━━━━━ Data for the task ━━━━━

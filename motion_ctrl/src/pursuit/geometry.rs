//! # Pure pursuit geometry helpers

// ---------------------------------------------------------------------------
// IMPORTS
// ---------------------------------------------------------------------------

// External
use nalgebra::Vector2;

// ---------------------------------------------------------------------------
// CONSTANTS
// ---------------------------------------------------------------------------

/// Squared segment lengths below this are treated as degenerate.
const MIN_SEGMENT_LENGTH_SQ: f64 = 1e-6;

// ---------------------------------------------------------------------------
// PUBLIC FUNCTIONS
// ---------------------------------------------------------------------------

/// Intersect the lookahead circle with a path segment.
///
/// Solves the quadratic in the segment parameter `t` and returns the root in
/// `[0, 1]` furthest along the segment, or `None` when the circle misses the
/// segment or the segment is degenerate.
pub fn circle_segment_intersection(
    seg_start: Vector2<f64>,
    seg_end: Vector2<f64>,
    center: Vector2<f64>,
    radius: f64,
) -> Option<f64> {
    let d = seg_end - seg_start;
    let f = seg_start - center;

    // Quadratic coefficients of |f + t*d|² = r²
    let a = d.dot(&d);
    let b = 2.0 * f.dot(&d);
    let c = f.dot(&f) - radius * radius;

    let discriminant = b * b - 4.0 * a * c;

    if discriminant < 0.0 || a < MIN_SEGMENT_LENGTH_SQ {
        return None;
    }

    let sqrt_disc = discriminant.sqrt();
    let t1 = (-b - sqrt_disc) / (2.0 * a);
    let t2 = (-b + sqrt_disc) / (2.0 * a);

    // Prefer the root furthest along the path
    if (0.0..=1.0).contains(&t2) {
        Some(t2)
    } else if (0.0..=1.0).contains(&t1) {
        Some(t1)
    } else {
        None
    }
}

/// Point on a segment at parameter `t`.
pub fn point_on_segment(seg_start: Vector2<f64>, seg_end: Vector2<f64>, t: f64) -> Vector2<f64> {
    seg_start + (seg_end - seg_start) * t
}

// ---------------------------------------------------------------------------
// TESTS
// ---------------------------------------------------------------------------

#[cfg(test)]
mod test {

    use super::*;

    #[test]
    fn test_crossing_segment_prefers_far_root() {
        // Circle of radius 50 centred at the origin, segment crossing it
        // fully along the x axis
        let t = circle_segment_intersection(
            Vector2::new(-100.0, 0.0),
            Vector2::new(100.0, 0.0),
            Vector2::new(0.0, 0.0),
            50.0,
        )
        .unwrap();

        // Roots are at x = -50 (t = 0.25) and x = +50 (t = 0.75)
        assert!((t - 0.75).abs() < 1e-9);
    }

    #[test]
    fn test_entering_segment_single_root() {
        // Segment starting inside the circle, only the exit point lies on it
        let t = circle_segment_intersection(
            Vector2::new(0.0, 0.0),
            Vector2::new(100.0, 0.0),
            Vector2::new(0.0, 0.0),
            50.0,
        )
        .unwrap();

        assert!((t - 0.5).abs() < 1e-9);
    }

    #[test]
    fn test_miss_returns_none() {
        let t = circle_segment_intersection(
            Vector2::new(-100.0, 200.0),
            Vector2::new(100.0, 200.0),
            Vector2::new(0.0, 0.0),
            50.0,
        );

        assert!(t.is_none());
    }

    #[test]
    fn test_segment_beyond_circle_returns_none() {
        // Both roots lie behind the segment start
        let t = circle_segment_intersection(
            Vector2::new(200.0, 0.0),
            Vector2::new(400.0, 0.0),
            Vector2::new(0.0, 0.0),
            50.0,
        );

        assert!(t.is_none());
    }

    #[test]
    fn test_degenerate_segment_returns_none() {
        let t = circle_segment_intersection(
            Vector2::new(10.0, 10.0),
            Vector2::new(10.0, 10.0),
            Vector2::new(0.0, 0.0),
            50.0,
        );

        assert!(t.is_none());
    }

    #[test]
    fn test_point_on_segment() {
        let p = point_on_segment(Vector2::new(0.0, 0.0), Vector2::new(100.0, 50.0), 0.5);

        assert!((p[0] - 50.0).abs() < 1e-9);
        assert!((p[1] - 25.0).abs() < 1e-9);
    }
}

━━━━━

• **What to do**: Each line in the listing that contains "path" should be returned.

• **Result below**:
/// Intersect the lookahead circle with a path segment.
    // Prefer the root furthest along the path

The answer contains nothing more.